*Try it:*
Out of the records below, copy all lines in which the word "Some" occurs.
----- Provided data
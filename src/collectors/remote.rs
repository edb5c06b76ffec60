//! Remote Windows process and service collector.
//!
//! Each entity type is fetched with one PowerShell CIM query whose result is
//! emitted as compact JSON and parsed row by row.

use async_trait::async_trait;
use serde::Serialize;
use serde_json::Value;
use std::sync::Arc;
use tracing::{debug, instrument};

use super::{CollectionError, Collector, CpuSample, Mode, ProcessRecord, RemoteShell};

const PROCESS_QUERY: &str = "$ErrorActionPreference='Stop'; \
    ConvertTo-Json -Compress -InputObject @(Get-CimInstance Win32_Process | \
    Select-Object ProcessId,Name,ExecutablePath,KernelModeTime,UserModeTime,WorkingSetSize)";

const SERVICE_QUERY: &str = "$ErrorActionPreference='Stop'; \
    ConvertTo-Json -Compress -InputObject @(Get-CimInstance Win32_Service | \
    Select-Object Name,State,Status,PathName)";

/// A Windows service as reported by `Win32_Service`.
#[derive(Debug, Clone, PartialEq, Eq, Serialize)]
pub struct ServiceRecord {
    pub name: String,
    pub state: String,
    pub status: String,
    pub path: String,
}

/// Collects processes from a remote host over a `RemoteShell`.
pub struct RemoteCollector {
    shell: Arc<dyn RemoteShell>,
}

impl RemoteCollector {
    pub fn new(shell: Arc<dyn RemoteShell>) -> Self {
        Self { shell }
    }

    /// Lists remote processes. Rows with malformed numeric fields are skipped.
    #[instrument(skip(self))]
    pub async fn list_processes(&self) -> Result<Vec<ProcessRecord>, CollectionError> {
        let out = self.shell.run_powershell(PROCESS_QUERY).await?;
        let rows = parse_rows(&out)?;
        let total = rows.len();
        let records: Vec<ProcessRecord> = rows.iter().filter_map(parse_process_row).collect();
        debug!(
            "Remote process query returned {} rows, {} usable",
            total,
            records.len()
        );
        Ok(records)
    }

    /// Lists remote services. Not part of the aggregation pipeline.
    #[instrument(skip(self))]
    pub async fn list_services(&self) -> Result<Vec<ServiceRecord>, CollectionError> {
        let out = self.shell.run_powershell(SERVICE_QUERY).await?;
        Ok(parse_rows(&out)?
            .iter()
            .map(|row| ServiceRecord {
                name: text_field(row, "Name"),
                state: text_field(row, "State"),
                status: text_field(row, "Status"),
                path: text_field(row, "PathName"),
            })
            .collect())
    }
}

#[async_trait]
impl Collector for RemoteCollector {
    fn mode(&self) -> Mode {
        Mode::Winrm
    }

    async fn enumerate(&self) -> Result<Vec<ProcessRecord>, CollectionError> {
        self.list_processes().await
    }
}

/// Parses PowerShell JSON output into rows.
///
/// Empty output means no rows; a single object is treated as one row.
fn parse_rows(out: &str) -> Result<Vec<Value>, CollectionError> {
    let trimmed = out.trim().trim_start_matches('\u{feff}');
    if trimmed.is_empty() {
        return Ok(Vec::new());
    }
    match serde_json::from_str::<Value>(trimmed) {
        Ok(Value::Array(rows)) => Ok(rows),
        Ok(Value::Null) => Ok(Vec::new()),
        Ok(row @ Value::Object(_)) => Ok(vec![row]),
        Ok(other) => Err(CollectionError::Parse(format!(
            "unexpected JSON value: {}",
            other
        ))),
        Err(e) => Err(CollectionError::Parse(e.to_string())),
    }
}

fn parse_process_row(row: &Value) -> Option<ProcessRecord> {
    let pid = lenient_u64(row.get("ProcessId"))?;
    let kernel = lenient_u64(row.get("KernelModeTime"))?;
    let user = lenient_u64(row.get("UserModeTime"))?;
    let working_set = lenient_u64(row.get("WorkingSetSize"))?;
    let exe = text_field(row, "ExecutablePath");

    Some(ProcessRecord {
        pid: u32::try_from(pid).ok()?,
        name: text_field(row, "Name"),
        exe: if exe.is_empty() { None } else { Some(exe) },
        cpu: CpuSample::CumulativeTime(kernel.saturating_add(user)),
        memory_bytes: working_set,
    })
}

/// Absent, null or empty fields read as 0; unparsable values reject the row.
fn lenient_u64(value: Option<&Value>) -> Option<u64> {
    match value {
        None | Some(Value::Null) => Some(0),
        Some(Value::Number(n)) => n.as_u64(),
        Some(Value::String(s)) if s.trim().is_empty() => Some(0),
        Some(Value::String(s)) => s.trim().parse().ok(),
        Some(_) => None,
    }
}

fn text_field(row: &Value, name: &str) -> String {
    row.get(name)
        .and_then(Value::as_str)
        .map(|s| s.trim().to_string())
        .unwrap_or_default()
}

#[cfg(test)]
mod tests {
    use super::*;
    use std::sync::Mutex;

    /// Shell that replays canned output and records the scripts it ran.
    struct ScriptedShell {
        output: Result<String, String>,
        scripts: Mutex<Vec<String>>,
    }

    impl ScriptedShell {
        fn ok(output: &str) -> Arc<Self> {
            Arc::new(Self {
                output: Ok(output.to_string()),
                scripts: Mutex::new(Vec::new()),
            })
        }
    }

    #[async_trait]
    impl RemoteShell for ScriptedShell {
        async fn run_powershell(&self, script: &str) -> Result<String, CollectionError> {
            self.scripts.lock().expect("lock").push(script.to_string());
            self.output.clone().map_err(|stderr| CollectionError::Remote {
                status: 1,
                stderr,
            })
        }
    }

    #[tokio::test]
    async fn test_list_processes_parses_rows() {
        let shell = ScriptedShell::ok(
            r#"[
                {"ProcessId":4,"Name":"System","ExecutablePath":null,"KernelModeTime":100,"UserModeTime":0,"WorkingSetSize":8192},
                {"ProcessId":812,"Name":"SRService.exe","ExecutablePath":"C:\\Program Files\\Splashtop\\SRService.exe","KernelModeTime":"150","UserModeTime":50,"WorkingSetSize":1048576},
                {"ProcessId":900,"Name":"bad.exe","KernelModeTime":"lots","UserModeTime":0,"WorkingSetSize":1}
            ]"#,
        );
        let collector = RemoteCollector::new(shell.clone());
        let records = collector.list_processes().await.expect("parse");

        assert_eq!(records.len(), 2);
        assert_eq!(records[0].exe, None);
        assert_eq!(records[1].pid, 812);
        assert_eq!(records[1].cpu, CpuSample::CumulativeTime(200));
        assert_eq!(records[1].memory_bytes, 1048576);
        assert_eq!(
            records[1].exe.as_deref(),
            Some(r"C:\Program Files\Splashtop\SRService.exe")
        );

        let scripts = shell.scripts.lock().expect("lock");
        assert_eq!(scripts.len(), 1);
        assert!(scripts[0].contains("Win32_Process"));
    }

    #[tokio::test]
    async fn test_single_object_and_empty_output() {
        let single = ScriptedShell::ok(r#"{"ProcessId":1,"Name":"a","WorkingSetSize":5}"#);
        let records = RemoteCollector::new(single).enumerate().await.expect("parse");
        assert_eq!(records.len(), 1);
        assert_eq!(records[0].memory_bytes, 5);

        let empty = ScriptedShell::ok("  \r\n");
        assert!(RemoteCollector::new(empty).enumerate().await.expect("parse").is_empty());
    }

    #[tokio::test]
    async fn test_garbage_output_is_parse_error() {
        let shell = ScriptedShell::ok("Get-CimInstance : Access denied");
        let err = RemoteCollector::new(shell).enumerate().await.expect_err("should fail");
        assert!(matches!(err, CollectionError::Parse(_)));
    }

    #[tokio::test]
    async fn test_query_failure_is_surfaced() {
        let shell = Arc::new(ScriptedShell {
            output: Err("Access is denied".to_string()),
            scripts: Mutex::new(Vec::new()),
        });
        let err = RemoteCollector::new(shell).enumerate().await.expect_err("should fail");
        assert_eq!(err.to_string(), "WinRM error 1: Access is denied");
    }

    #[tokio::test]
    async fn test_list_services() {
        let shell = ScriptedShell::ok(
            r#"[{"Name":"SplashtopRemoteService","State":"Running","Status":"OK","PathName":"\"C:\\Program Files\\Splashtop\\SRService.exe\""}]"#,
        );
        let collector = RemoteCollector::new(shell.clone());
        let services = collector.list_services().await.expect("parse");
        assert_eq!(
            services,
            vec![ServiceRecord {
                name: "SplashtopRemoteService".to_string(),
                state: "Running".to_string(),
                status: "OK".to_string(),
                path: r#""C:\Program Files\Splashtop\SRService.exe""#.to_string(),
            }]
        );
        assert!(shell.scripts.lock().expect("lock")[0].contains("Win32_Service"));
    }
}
----------
*Response box:*
    Some(ProcessRecord {
        exe: if exe.is_empty() { None } else { Some(exe) },
        None | Some(Value::Null) => Some(0),
        Some(Value::Number(n)) => n.as_u64(),
        Some(Value::String(s)) if s.trim().is_empty() => Some(0),
        Some(Value::String(s)) => s.trim().parse().ok(),
        Some(_) => None,
            Some(r"C:\Program Files\Splashtop\SRService.exe")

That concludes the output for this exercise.